The salt-induced immobilization of small ligands onto an epoxy-activated HPLC stationary phase was found to be an effective route to the preparation of HPLC-compatible affinity supports. The ligands S-methylglutathione, S-butylglutathione and S-octylglutathione were immobilized at pH 10.5 under various conditions of salt type and concentration. In potassium carbonate buffer the extent of reaction for the alkylglutathione ligands was insensitive to carbonate concentration (0.5-2 M) but was substantially influenced by the hydrophobicity of the ligand. S-Octylglutathione was immobilized with a 4-fold greater efficiency in 2 M potassium carbonate than was the less hydrophobic S-methylglutathione. By contrast, in potassium phosphate buffer the extent of the immobilization was strongly dependent on salt concentration.
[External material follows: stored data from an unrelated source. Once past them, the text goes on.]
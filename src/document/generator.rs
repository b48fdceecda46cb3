use std::{path::PathBuf, sync::Arc};

use tokio::fs;
use tracing::{info, instrument};

use crate::{
    compiler::DocumentCompiler,
    document::{GenerateRequest, GenerationResult},
    error::ServiceError,
    placeholders,
    templates::{TemplateStore, is_plain_file_name},
};

const PDF_SUFFIX: &str = ".pdf";

/// Fills a template and hands the result to the external compiler.
pub struct PdfGenerator {
    templates: TemplateStore,
    output_dir: PathBuf,
    compiler: Arc<dyn DocumentCompiler>,
}

impl PdfGenerator {
    pub fn new(
        templates: TemplateStore,
        output_dir: impl Into<PathBuf>,
        compiler: Arc<dyn DocumentCompiler>,
    ) -> Self {
        Self {
            templates,
            output_dir: output_dir.into(),
            compiler,
        }
    }

    pub fn templates(&self) -> &TemplateStore {
        &self.templates
    }

    #[instrument(skip_all, fields(template = %request.template_name))]
    pub async fn generate(&self, request: GenerateRequest) -> Result<GenerationResult, ServiceError> {
        let template_path = self.templates.resolve(&request.template_name)?;
        let output_filename = normalize_output_filename(&request.output_filename)?;

        let source = fs::read_to_string(&template_path)
            .await
            .map_err(generic_failure)?;
        let filled = placeholders::substitute(&source, &request.placeholder_values);

        fs::create_dir_all(&self.output_dir)
            .await
            .map_err(generic_failure)?;

        let stem = output_filename
            .strip_suffix(PDF_SUFFIX)
            .unwrap_or(&output_filename);
        let tex_path = self.output_dir.join(format!("{stem}.tex"));
        fs::write(&tex_path, filled).await.map_err(generic_failure)?;

        self.compiler.compile(&tex_path, &self.output_dir).await?;

        let pdf_path = self.output_dir.join(&output_filename);
        if !fs::try_exists(&pdf_path).await.unwrap_or(false) {
            return Err(ServiceError::Internal("Failed to generate PDF".into()));
        }

        info!(path = %pdf_path.display(), "PDF generated");
        Ok(GenerationResult {
            message: "PDF generated successfully".to_string(),
            path: pdf_path.display().to_string(),
        })
    }
}

/// Appends `.pdf` unless the name already ends with it.
pub fn normalize_output_filename(name: &str) -> Result<String, ServiceError> {
    let invalid = || ServiceError::BadRequest("Invalid output filename".into());

    if !is_plain_file_name(name) {
        return Err(invalid());
    }
    let normalized = if name.ends_with(PDF_SUFFIX) {
        name.to_string()
    } else {
        format!("{name}{PDF_SUFFIX}")
    };
    if normalized.len() == PDF_SUFFIX.len() {
        return Err(invalid());
    }
    Ok(normalized)
}

fn generic_failure(err: std::io::Error) -> ServiceError {
    ServiceError::Internal(format!("Error generating PDF: {err}"))
}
For the S-alkylglutathiones, a 2-fold increase in immobilization efficiency was found when increasing the phosphate concentration from 0.5 to 2 M. Prior theory was extended to explain these results involving a salt-induced hydrophobic interaction between the ligand and the epoxy phase which in turn results in faster reaction rates between ligand and epoxy groups. As predicted by this model, the immobilization of the very hydrophilic ligand, nitrilotriacetic acid, was found to be affected minimally by either salt type or salt concentration. Further, when the rate of hydrolysis of the immobilized epoxy groups was studied, the maximum amount of immobilized ligand was found, in some cases, to be limited by the hydrolysis of the epoxy groups. Practical application of these principles allowed a nickel chelate HPLC-affinity phase to be produced using the nitrilotriacetic acid as the ligand. The HPLC phase was found to be useful in multiple, small-scale purifications of a histidine-tagged protein kinase C fragment. (C) 1998 Elsevier Science B.V.